| PROBLEM TO SOLVE |
Can you quote, word for word, every line from the first line of the records below through the line containing "pub const MAX_HEX_ZOOM: u8 = 16;", and nothing else?

| THE DATA |
<<<<

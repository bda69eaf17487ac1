//! Raw-buildings versus aggregated-bins decision.
//!
//! The decision is made on zoom alone so it costs no database round-trip.
//! Hexagon layers are precomputed for each integer zoom in
//! [`MIN_HEX_ZOOM`]`..=`[`MAX_HEX_ZOOM`]; views zoomed out further than the
//! lowest layer reuse it.

/// Lowest precomputed hexagon layer.
pub const MIN_HEX_ZOOM: u8 = 10;

/// Highest zoom served with hexagons. Anything closer gets raw buildings.
pub const MAX_HEX_ZOOM: u8 = 16;

/// What a viewport query should return.
#[derive(Debug, Clone, Copy, PartialEq, Eq)]
pub enum ViewportMode {
    /// Individual building records.
    Buildings,
    /// Bins from the precomputed hexagon layer at `zoom_level`.
    Hexes {
        /// Layer key in `gce_eligibility_hexes.zoom_level`.
        zoom_level: u8,
    },
}

/// Chooses the mode for a fractional display zoom.
#[must_use]
pub fn select_mode(zoom: f64) -> ViewportMode {
    if zoom.round() <= f64::from(MAX_HEX_ZOOM) {
        ViewportMode::Hexes {
            zoom_level: hex_zoom_level(zoom),
        }
    } else {
        ViewportMode::Buildings
    }
}

/// Rounds a display zoom to the nearest precomputed layer key, clamped to
/// [`MIN_HEX_ZOOM`]`..=`[`MAX_HEX_ZOOM`]. The viewport box itself is never
/// clamped; only the layer lookup is.
#[must_use]
pub fn hex_zoom_level(zoom: f64) -> u8 {
    let rounded = zoom.round();
    if rounded.is_nan() || rounded <= f64::from(MIN_HEX_ZOOM) {
        return MIN_HEX_ZOOM;
    }
    if rounded >= f64::from(MAX_HEX_ZOOM) {
        return MAX_HEX_ZOOM;
    }
    #[allow(clippy::cast_possible_truncation, clippy::cast_sign_loss)]
    let level = rounded as u8;
    level
}
//! Rebuilds `gce_eligibility` from the source tables.

use std::sync::Arc;

use gce_map_database::materialize::{
    InsertedBuildings, SOURCE_BATCH_SIZE, SourceBuilding, clear_eligibility,
    count_source_buildings, insert_buildings, source_page,
};
use gce_map_database_models::BuildingRecord;
use switchy_database::Database;

use crate::GenerateError;
use crate::progress::ProgressCallback;

/// Totals of a rebuild.
#[derive(Debug, Clone, Copy, Default, PartialEq, Eq)]
pub struct EligibilitySummary {
    /// Buildings written.
    pub buildings: u64,
    /// Of those, buildings covered by Good Cause Eviction.
    pub eligible: u64,
}

impl EligibilitySummary {
    /// Counts the buildings one batch stored.
    pub const fn add_batch(&mut self, inserted: InsertedBuildings) {
        self.buildings += inserted.written;
        self.eligible += inserted.eligible;
    }
}

/// Empties `gce_eligibility` and refills it page by page, applying the
/// eligibility rule to every source building.
///
/// # Errors
///
/// Returns [`GenerateError`] if reading the source tables or writing a
/// batch fails. Batches written before the failure are kept.
pub async fn build_eligibility(
    db: &dyn Database,
    progress: &Arc<dyn ProgressCallback>,
) -> Result<EligibilitySummary, GenerateError> {
    let total = count_source_buildings(db).await?;
    progress.set_total(total);
    log::info!("Materializing eligibility for {total} buildings");

    clear_eligibility(db).await?;

    let mut summary = EligibilitySummary::default();
    let mut after_bbl: Option<String> = None;
    loop {
        let page = source_page(db, after_bbl.as_deref(), SOURCE_BATCH_SIZE).await?;
        let Some(last) = page.last() else {
            break;
        };
        after_bbl = Some(last.bbl.clone());
        let fetched = page.len();

        let records: Vec<BuildingRecord> =
            page.into_iter().map(SourceBuilding::into_record).collect();
        summary.add_batch(insert_buildings(db, &records).await?);
        progress.inc(fetched as u64);

        if i64::try_from(fetched).unwrap_or(i64::MAX) < SOURCE_BATCH_SIZE {
            break;
        }
    }

    progress.finish(format!(
        "{} buildings, {} eligible",
        summary.buildings, summary.eligible
    ));
    log::info!(
        "Materialized {} buildings ({} eligible)",
        summary.buildings,
        summary.eligible
    );
    Ok(summary)
}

>>>>

| WRITTEN RESPONSE |
repository bda69eaf17487ac1
//! Raw-buildings versus aggregated-bins decision.
//!
//! The decision is made on zoom alone so it costs no database round-trip.
//! Hexagon layers are precomputed for each integer zoom in
//! [`MIN_HEX_ZOOM`]`..=`[`MAX_HEX_ZOOM`]; views zoomed out further than the
//! lowest layer reuse it.

/// Lowest precomputed hexagon layer.
pub const MIN_HEX_ZOOM: u8 = 10;

/// Highest zoom served with hexagons. Anything closer gets raw buildings.
pub const MAX_HEX_ZOOM: u8 = 16;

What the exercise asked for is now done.